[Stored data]
* * * *
//! Tests for WAL Writer
//!
//! These tests verify:
//! - LSN assignment, including across reopen and resume
//! - Sync strategies (EveryWrite, EveryNEntries)
//! - Explicit timestamps for checkpoint rewrites
//! - Truncation and length tracking

use std::path::PathBuf;

use burrowkv::config::WalSyncStrategy;
use burrowkv::wal::{Operation, WalReader, WalWriter};
use tempfile::TempDir;

// =============================================================================
// Helper Functions
// =============================================================================

fn setup_temp_wal() -> (TempDir, PathBuf) {
    let temp_dir = TempDir::new().unwrap();
    let wal_path = temp_dir.path().join("wal.log");
    (temp_dir, wal_path)
}

fn put(key: &str, value: &str) -> Operation {
    Operation::Put {
        key: key.as_bytes().to_vec(),
        value: value.as_bytes().to_vec(),
    }
}

// =============================================================================
// LSN Tests
// =============================================================================

#[test]
fn test_lsns_start_at_one() {
    let (_temp, wal_path) = setup_temp_wal();
    let mut writer = WalWriter::open(&wal_path, WalSyncStrategy::EveryWrite).unwrap();

    assert_eq!(writer.append(put("a", "1")).unwrap(), 1);
    assert_eq!(writer.append(Operation::Touch { key: b"a".to_vec() }).unwrap(), 2);
    assert_eq!(writer.current_lsn(), 3);
}

#[test]
fn test_reopen_continues_numbering() {
    let (_temp, wal_path) = setup_temp_wal();
    {
        let mut writer = WalWriter::open(&wal_path, WalSyncStrategy::EveryWrite).unwrap();
        writer.append(put("a", "1")).unwrap();
        writer.append(put("b", "2")).unwrap();
    }

    let mut writer = WalWriter::open(&wal_path, WalSyncStrategy::EveryWrite).unwrap();
    assert_eq!(writer.append(put("c", "3")).unwrap(), 3);
}

#[test]
fn test_resume_uses_given_lsn() {
    let (_temp, wal_path) = setup_temp_wal();
    let mut writer = WalWriter::resume(&wal_path, WalSyncStrategy::EveryWrite, 40).unwrap();

    assert_eq!(writer.append(put("a", "1")).unwrap(), 40);
}

// =============================================================================
// Sync Strategy Tests
// =============================================================================

#[test]
fn test_every_write_leaves_nothing_uncommitted() {
    let (_temp, wal_path) = setup_temp_wal();
    let mut writer = WalWriter::open(&wal_path, WalSyncStrategy::EveryWrite).unwrap();

    writer.append(put("a", "1")).unwrap();

    assert_eq!(writer.uncommitted_count(), 0);
}

#[test]
fn test_every_n_entries_syncs_on_nth() {
    let (_temp, wal_path) = setup_temp_wal();
    let mut writer =
        WalWriter::open(&wal_path, WalSyncStrategy::EveryNEntries { count: 3 }).unwrap();

    writer.append(put("a", "1")).unwrap();
    writer.append(put("b", "2")).unwrap();
    assert_eq!(writer.uncommitted_count(), 2);

    writer.append(put("c", "3")).unwrap();
    assert_eq!(writer.uncommitted_count(), 0);
}

#[test]
fn test_manual_sync_makes_entries_readable() {
    let (_temp, wal_path) = setup_temp_wal();
    let mut writer =
        WalWriter::open(&wal_path, WalSyncStrategy::EveryNEntries { count: 1000 }).unwrap();
    writer.append(put("a", "1")).unwrap();
    writer.sync().unwrap();

    let mut reader = WalReader::open(&wal_path).unwrap();
    assert_eq!(reader.next_entry().unwrap().unwrap().operation, put("a", "1"));
}

// =============================================================================
// Timestamp / Length / Truncate Tests
// =============================================================================

#[test]
fn test_append_at_keeps_timestamp() {
    let (_temp, wal_path) = setup_temp_wal();
    let mut writer = WalWriter::open(&wal_path, WalSyncStrategy::EveryWrite).unwrap();
    writer.append_at(&put("a", "1"), 1_234).unwrap();

    let entry = WalReader::open(&wal_path).unwrap().next_entry().unwrap().unwrap();
    assert_eq!(entry.timestamp, 1_234);
}

#[test]
fn test_len_matches_file_after_sync() {
    let (_temp, wal_path) = setup_temp_wal();
    let mut writer = WalWriter::open(&wal_path, WalSyncStrategy::EveryWrite).unwrap();
    assert!(writer.is_empty());

    writer.append(put("key", "value")).unwrap();
    writer.append(Operation::Delete { key: b"key".to_vec() }).unwrap();

    assert_eq!(writer.len(), std::fs::metadata(&wal_path).unwrap().len());
}

#[test]
fn test_truncate_resets_log() {
    let (_temp, wal_path) = setup_temp_wal();
    let mut writer = WalWriter::open(&wal_path, WalSyncStrategy::EveryWrite).unwrap();
    writer.append(put("a", "1")).unwrap();
    writer.append(put("b", "2")).unwrap();

    writer.truncate().unwrap();

    assert!(writer.is_empty());
    assert_eq!(writer.current_lsn(), 1);
    assert_eq!(std::fs::metadata(&wal_path).unwrap().len(), 0);
    assert_eq!(writer.append(put("c", "3")).unwrap(), 1);
}

#[test]
fn test_create_replaces_existing_log() {
    let (_temp, wal_path) = setup_temp_wal();
    {
        let mut writer = WalWriter::open(&wal_path, WalSyncStrategy::EveryWrite).unwrap();
        writer.append(put("old", "x")).unwrap();
    }

    let writer = WalWriter::create(&wal_path, WalSyncStrategy::EveryWrite).unwrap();

    assert!(writer.is_empty());
    assert_eq!(writer.path(), wal_path.as_path());
    assert!(WalReader::open(&wal_path).unwrap().next_entry().unwrap().is_none());
}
* * * *
Please show, exactly as written, every line above that contains the word "metadata".

    assert_eq!(writer.len(), std::fs::metadata(&wal_path).unwrap().len());
    assert_eq!(std::fs::metadata(&wal_path).unwrap().len(), 0);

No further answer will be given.